Me puse de pie de un salto y dejé que mi cuerpo se golpeara contra las paredes, y que de mi garganta saliera un sonido ronco, y tenía los dientes apretados, y las manos apretándome la cabeza, y luego caí de rodillas en el centro de la habitación y me tapé la cara con las manos y las lágrimas me llenaron los ojos; pero no conseguí llorar lo suficiente, y me siento cada vez más desesperado.
– ¡Basta! -grité, y fui hasta la ventana. Allá estaban los carabineros, y me pareció que me miraban, a través de los vidrios opacados por la suciedad. Oscurecía, y ya hay algunas luces encendidas allá afuera. Trato de serenarme; no gano nada con salir ahora, quizá, dentro de un rato, cuando esté más oscuro, pueda hacerlo sin que me vean.
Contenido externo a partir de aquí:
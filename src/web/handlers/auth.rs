//! Authentication handlers.

use axum::{extract::State, Json};
use std::sync::Arc;

use crate::auth::verify_password;
use crate::datetime::{to_rfc3339, to_storage};
use crate::db::{NewRefreshToken, RefreshTokenRepository, UserRepository};
use crate::web::dto::{
    ApiResponse, LoginRequest, LoginResponse, LogoutRequest, MeResponse, RefreshRequest,
    RefreshResponse, UserInfo, ValidatedJson,
};
use crate::web::error::ApiError;
use crate::web::handlers::AppState;
use crate::web::middleware::AuthUser;

/// POST /api/auth/login - User login.
pub async fn login(
    State(state): State<Arc<AppState>>,
    ValidatedJson(req): ValidatedJson<LoginRequest>,
) -> Result<Json<ApiResponse<LoginResponse>>, ApiError> {
    let user_repo = UserRepository::new(state.db.pool());

    let user = user_repo
        .get_by_username(&req.username)
        .await
        .map_err(|_| ApiError::unauthorized("Invalid username or password"))?
        .ok_or_else(|| ApiError::unauthorized("Invalid username or password"))?;

    verify_password(&req.password, &user.password)
        .map_err(|_| ApiError::unauthorized("Invalid username or password"))?;

    if !user.is_active {
        return Err(ApiError::forbidden("Account is disabled"));
    }

    let access_token = state.generate_access_token(user.id, &user.username, &user.role)?;
    let refresh_token = state.generate_refresh_token();

    store_refresh_token(&state, user.id, &refresh_token).await?;

    let _ = user_repo.update_last_login(user.id).await;

    let response = LoginResponse {
        access_token,
        refresh_token,
        expires_in: state.access_token_expiry,
        user: UserInfo {
            id: user.id,
            username: user.username,
            display_name: user.display_name,
            role: user.role.as_str().to_string(),
        },
    };

    Ok(Json(ApiResponse::new(response)))
}

/// POST /api/auth/logout - Revoke a refresh token.
pub async fn logout(
    State(state): State<Arc<AppState>>,
    Json(req): Json<LogoutRequest>,
) -> Result<Json<ApiResponse<()>>, ApiError> {
    let repo = RefreshTokenRepository::new(state.db.pool());
    let _ = repo.revoke(&req.refresh_token).await;

    Ok(Json(ApiResponse::new(())))
}

/// POST /api/auth/refresh - Rotate a refresh token for a new session.
pub async fn refresh(
    State(state): State<Arc<AppState>>,
    Json(req): Json<RefreshRequest>,
) -> Result<Json<ApiResponse<RefreshResponse>>, ApiError> {
    let token_repo = RefreshTokenRepository::new(state.db.pool());

    let token = token_repo
        .get_valid_token(&req.refresh_token)
        .await
        .map_err(|_| ApiError::internal("Database error"))?
        .ok_or_else(|| ApiError::unauthorized("Invalid or expired refresh token"))?;

    let user = UserRepository::new(state.db.pool())
        .get_by_id(token.user_id)
        .await
        .map_err(|_| ApiError::internal("Database error"))?
        .ok_or_else(|| ApiError::unauthorized("User not found"))?;

    if !user.is_active {
        return Err(ApiError::forbidden("Account is disabled"));
    }

    // Rotation: revoke the old token before issuing a new one
    let _ = token_repo.revoke(&req.refresh_token).await;

    let access_token = state.generate_access_token(user.id, &user.username, &user.role)?;
    let new_refresh_token = state.generate_refresh_token();
    store_refresh_token(&state, user.id, &new_refresh_token).await?;

    Ok(Json(ApiResponse::new(RefreshResponse {
        access_token,
        refresh_token: new_refresh_token,
        expires_in: state.access_token_expiry,
    })))
}

/// GET /api/auth/me - Current user info.
pub async fn me(
    State(state): State<Arc<AppState>>,
    AuthUser(claims): AuthUser,
) -> Result<Json<ApiResponse<MeResponse>>, ApiError> {
    let user = UserRepository::new(state.db.pool())
        .get_by_id(claims.sub)
        .await
        .map_err(|_| ApiError::internal("Database error"))?
        .ok_or_else(|| ApiError::not_found("User not found"))?;

    let response = MeResponse {
        id: user.id,
        username: user.username,
        display_name: user.display_name,
        role: user.role.as_str().to_string(),
        created_at: to_rfc3339(&user.created_at),
        last_login_at: user.last_login.as_deref().map(to_rfc3339),
    };

    Ok(Json(ApiResponse::new(response)))
}

async fn store_refresh_token(
    state: &AppState,
    user_id: i64,
    token: &str,
) -> Result<(), ApiError> {
    let expires_at =
        chrono::Utc::now() + chrono::Duration::days(state.refresh_token_expiry as i64);
    let new_token = NewRefreshToken {
        user_id,
        token: token.to_string(),
        expires_at: to_storage(&expires_at),
    };
    RefreshTokenRepository::new(state.db.pool())
        .create(&new_token)
        .await
        .map_err(|e| {
            tracing::error!("Failed to store refresh token: {}", e);
            ApiError::internal("Failed to create session")
        })?;
    Ok(())
}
Luchando contra una parte de mí mismo que pugnaba por mantener el estado desesperado y aún hacerlo más exasperante, fui hasta el baño y llené la bañera de agua tibia y me quité las ropas y me sumergí en el agua. Recordé la frase del maquinista: "Si usted cambia esa naciente desesperación por una calmada desesperanza…", pero más que la frase me llegó la imagen del maquinista y me pregunté quién diablos sería ese hombre y por qué se había dirigido a mí hablando con tanta seguridad, y en seguida desplacé el recuerdo para no alterarme más.
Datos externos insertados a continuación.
//! Response DTOs for the bhub API.
//!
//! Success responses use the `{ success, message?, data }` envelope;
//! paginated listings add a `meta` block.

use serde::Serialize;
use utoipa::ToSchema;

// ============================================================================
// Generic Response Wrappers
// ============================================================================

/// Generic API response wrapper.
#[derive(Debug, Serialize)]
pub struct ApiResponse<T: Serialize> {
    /// Always true for success responses.
    pub success: bool,
    /// Optional human-readable message.
    #[serde(skip_serializing_if = "Option::is_none")]
    pub message: Option<String>,
    /// Response data.
    pub data: T,
}

impl<T: Serialize> ApiResponse<T> {
    /// Create a new API response.
    pub fn new(data: T) -> Self {
        Self {
            success: true,
            message: None,
            data,
        }
    }

    /// Create a new API response with a message.
    pub fn with_message(message: impl Into<String>, data: T) -> Self {
        Self {
            success: true,
            message: Some(message.into()),
            data,
        }
    }
}

/// Paginated response wrapper.
#[derive(Debug, Serialize)]
pub struct PaginatedResponse<T: Serialize> {
    /// Always true for success responses.
    pub success: bool,
    /// Response data.
    pub data: Vec<T>,
    /// Pagination metadata.
    pub meta: PaginationMeta,
}

impl<T: Serialize> PaginatedResponse<T> {
    /// Create a new paginated response.
    pub fn new(data: Vec<T>, page: u32, per_page: u32, total: u64) -> Self {
        Self {
            success: true,
            data,
            meta: PaginationMeta {
                page,
                per_page,
                total,
            },
        }
    }
}

/// Pagination metadata.
#[derive(Debug, Serialize, ToSchema)]
pub struct PaginationMeta {
    /// Current page number.
    pub page: u32,
    /// Items per page.
    pub per_page: u32,
    /// Total number of items.
    pub total: u64,
}

// ============================================================================
// Auth DTOs
// ============================================================================

/// Login response.
#[derive(Debug, Serialize)]
pub struct LoginResponse {
    /// Access token (JWT).
    pub access_token: String,
    /// Refresh token.
    pub refresh_token: String,
    /// Access token expiry in seconds.
    pub expires_in: u64,
    /// User information.
    pub user: UserInfo,
}

/// User information in responses.
#[derive(Debug, Serialize)]
pub struct UserInfo {
    /// User ID.
    pub id: i64,
    /// Username.
    pub username: String,
    /// Display name.
    pub display_name: String,
    /// User role.
    pub role: String,
}

/// Token refresh response.
#[derive(Debug, Serialize)]
pub struct RefreshResponse {
    /// New access token.
    pub access_token: String,
    /// New refresh token.
    pub refresh_token: String,
    /// Expiry in seconds.
    pub expires_in: u64,
}

/// Current user response (for /api/auth/me).
#[derive(Debug, Serialize)]
pub struct MeResponse {
    /// User ID.
    pub id: i64,
    /// Username.
    pub username: String,
    /// Display name.
    pub display_name: String,
    /// User role.
    pub role: String,
    /// Account creation timestamp.
    pub created_at: String,
    /// Last login timestamp.
    #[serde(skip_serializing_if = "Option::is_none")]
    pub last_login_at: Option<String>,
}

// ============================================================================
// Article DTOs
// ============================================================================

/// Public article response.
#[derive(Debug, Serialize)]
pub struct ArticleResponse {
    /// Article ID.
    pub id: i64,
    /// Feed the article came from.
    pub feed_id: i64,
    /// Assigned category.
    #[serde(skip_serializing_if = "Option::is_none")]
    pub category: Option<CategoryResponse>,
    /// Article title.
    pub title: String,
    /// Abstract text.
    #[serde(skip_serializing_if = "Option::is_none", rename = "abstract")]
    pub abstract_text: Option<String>,
    /// Link to the original article.
    #[serde(skip_serializing_if = "Option::is_none")]
    pub original_url: Option<String>,
    /// Upstream publication timestamp (RFC 3339).
    #[serde(skip_serializing_if = "Option::is_none")]
    pub published_at: Option<String>,
    /// Ingest timestamp (RFC 3339).
    pub created_at: String,
    /// Highlight flag.
    pub highlighted: bool,
    /// View count.
    pub view_count: i64,
    /// Authors in stored order.
    pub authors: Vec<String>,
}

/// Admin article response (includes moderation fields).
#[derive(Debug, Serialize, ToSchema)]
pub struct AdminArticleResponse {
    /// Article ID.
    pub id: i64,
    /// Feed the article came from.
    pub feed_id: i64,
    /// Assigned category ID.
    #[serde(skip_serializing_if = "Option::is_none")]
    pub category_id: Option<i64>,
    /// Per-feed GUID.
    pub guid: String,
    /// Article title.
    pub title: String,
    /// Ingest timestamp (RFC 3339).
    pub created_at: String,
    /// Highlight flag.
    pub highlighted: bool,
    /// Archive flag.
    pub is_archived: bool,
    /// View count.
    pub view_count: i64,
}

// ============================================================================
// Category DTOs
// ============================================================================

/// Category response.
#[derive(Debug, Serialize, ToSchema)]
pub struct CategoryResponse {
    /// Category ID.
    pub id: i64,
    /// Display name.
    pub name: String,
    /// URL-safe slug.
    pub slug: String,
    /// Display color.
    #[serde(skip_serializing_if = "Option::is_none")]
    pub color: Option<String>,
}

// ============================================================================
// Feed DTOs
// ============================================================================

/// Public feed response.
#[derive(Debug, Serialize)]
pub struct FeedResponse {
    /// Feed ID.
    pub id: i64,
    /// Feed title.
    pub title: String,
    /// Feed description.
    #[serde(skip_serializing_if = "Option::is_none")]
    pub description: Option<String>,
    /// Site URL.
    #[serde(skip_serializing_if = "Option::is_none")]
    pub site_url: Option<String>,
    /// Publisher country code.
    #[serde(skip_serializing_if = "Option::is_none")]
    pub country: Option<String>,
}

/// Admin feed response (includes sync state).
#[derive(Debug, Serialize, ToSchema)]
pub struct AdminFeedResponse {
    /// Feed ID.
    pub id: i64,
    /// Feed URL.
    pub url: String,
    /// Feed title.
    pub title: String,
    /// Feed description.
    #[serde(skip_serializing_if = "Option::is_none")]
    pub description: Option<String>,
    /// Site URL.
    #[serde(skip_serializing_if = "Option::is_none")]
    pub site_url: Option<String>,
    /// Publisher country code.
    #[serde(skip_serializing_if = "Option::is_none")]
    pub country: Option<String>,
    /// Whether the feed is synced.
    pub is_active: bool,
    /// Last sync timestamp (RFC 3339).
    #[serde(skip_serializing_if = "Option::is_none")]
    pub last_sync_at: Option<String>,
    /// Consecutive error count.
    pub error_count: i32,
    /// Last sync error.
    #[serde(skip_serializing_if = "Option::is_none")]
    pub last_error: Option<String>,
}

/// Preview of a parsed feed entry (feed test endpoint).
#[derive(Debug, Serialize, ToSchema)]
pub struct FeedEntryPreview {
    /// Entry title.
    pub title: String,
    /// Entry link.
    #[serde(skip_serializing_if = "Option::is_none")]
    pub link: Option<String>,
    /// Publication timestamp (RFC 3339).
    #[serde(skip_serializing_if = "Option::is_none")]
    pub published_at: Option<String>,
}

/// Feed test response.
#[derive(Debug, Serialize, ToSchema)]
pub struct FeedTestResponse {
    /// Discovered feed title.
    pub title: String,
    /// Discovered description.
    #[serde(skip_serializing_if = "Option::is_none")]
    pub description: Option<String>,
    /// Discovered site URL.
    #[serde(skip_serializing_if = "Option::is_none")]
    pub site_url: Option<String>,
    /// Total parsed entries.
    pub entry_count: usize,
    /// Bounded entry preview.
    pub preview: Vec<FeedEntryPreview>,
}

/// Feed verify response.
#[derive(Debug, Serialize, ToSchema)]
pub struct FeedVerifyResponse {
    /// Whether the URL points at a parseable feed.
    pub valid: bool,
    /// Discovered feed title when valid.
    #[serde(skip_serializing_if = "Option::is_none")]
    pub title: Option<String>,
    /// Failure reason when invalid.
    #[serde(skip_serializing_if = "Option::is_none")]
    pub error: Option<String>,
}

// ============================================================================
// Banner DTOs
// ============================================================================

/// Public banner response.
#[derive(Debug, Serialize)]
pub struct BannerResponse {
    /// Banner ID.
    pub id: i64,
    /// Image URL.
    pub image_url: String,
    /// Click-through target.
    #[serde(skip_serializing_if = "Option::is_none")]
    pub target_url: Option<String>,
    /// Placement slot.
    pub position: String,
    /// Rotation priority.
    pub priority: i32,
}

/// Admin banner response (includes scheduling and stats).
#[derive(Debug, Serialize, ToSchema)]
pub struct AdminBannerResponse {
    /// Banner ID.
    pub id: i64,
    /// Internal title.
    pub title: String,
    /// Image URL.
    pub image_url: String,
    /// Click-through target.
    #[serde(skip_serializing_if = "Option::is_none")]
    pub target_url: Option<String>,
    /// Placement slot.
    pub position: String,
    /// Display window start (RFC 3339).
    pub starts_at: String,
    /// Display window end (RFC 3339).
    pub ends_at: String,
    /// Rotation priority.
    pub priority: i32,
    /// Recorded clicks.
    pub click_count: i64,
    /// Active flag.
    pub is_active: bool,
}

// ============================================================================
// Job report DTOs
// ============================================================================

/// A feed that failed during bulk sync.
#[derive(Debug, Serialize, ToSchema)]
pub struct SyncFailureResponse {
    /// Feed ID.
    pub feed_id: i64,
    /// Feed title.
    pub feed_title: String,
    /// Error message.
    pub error: String,
}

/// Bulk sync report.
#[derive(Debug, Serialize, ToSchema)]
pub struct SyncReportResponse {
    /// Feeds attempted.
    pub feeds_processed: u32,
    /// New articles stored.
    pub articles_added: u32,
    /// Per-feed failures.
    pub failures: Vec<SyncFailureResponse>,
}

/// Retention pass report.
#[derive(Debug, Serialize, ToSchema)]
pub struct CleanupReportResponse {
    /// Cutoff used (RFC 3339).
    pub cutoff: String,
    /// Articles deleted or archived.
    pub articles_affected: u64,
    /// Orphaned authors removed.
    pub authors_removed: u64,
    /// Whether articles were archived instead of deleted.
    pub archived: bool,
}

/// Single-feed sync report.
#[derive(Debug, Serialize, ToSchema)]
pub struct FeedSyncResponse {
    /// Feed ID.
    pub feed_id: i64,
    /// Feed title.
    pub feed_title: String,
    /// New articles stored.
    pub added: u32,
    /// Duplicate entries skipped.
    pub skipped: u32,
}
Puedo, con mucha paciencia, ir centrando la atención en mi cuerpo y en su relación con el agua tibia. Estoy cubierto por una capa de polvo aglutinado, en forma de costra delgada y dura, que ahora al contacto con el agua se vuelve quebradiza; percibo el resquebrajamiento sobre la piel, y su sonido, menudo y seco, ocasional en un principio y que luego adquiere una continuidad musical. Sobre el agua flotan trocitos de la capa desmenuzada, y observo como se buscan, se aproximan flotando en el agua hasta tocarse y formar otra capa, ahora horizontal; y la piel de mi cuerpo es nueva, rosada, como de recién nacido.
Sumergí la cabeza en el agua y contuve la respiración durante un minuto; logré que mi cara, según el tacto de los dedos, se renovase; y la barba de cuatro días también desapareció, como si yo fuese lampiño y la barba hubiera pertenecido a la costra de polvo y no a mi cuerpo.
Tuve una repentina idea desagradable y me llevé la mano a la cabeza; en efecto, también el pelo ha desaparecido. Ahora tengo el casco totalmente calvo. Agito el agua y compruebo que realmente hay algunos mechones flotando detrás de mi espalda, y cuando hago circular el agua desfilan por sobre mi pecho y se van hundiendo.
Salí de la bañera y, sin secarme ni vestirme, me tendí en la cama y me tapé con la sábana. Unos instantes después sonaron golpes tímidos en la puerta. Me puse el saco y los pantalones sobre el cuerpo húmedo y quité el pasador, pensando en la mujer que me había prometido el cura. Me sorprendió ver una figura masculina que se metía rápidamente en la pieza, pidiendo silencio con un dedo sobre los labios.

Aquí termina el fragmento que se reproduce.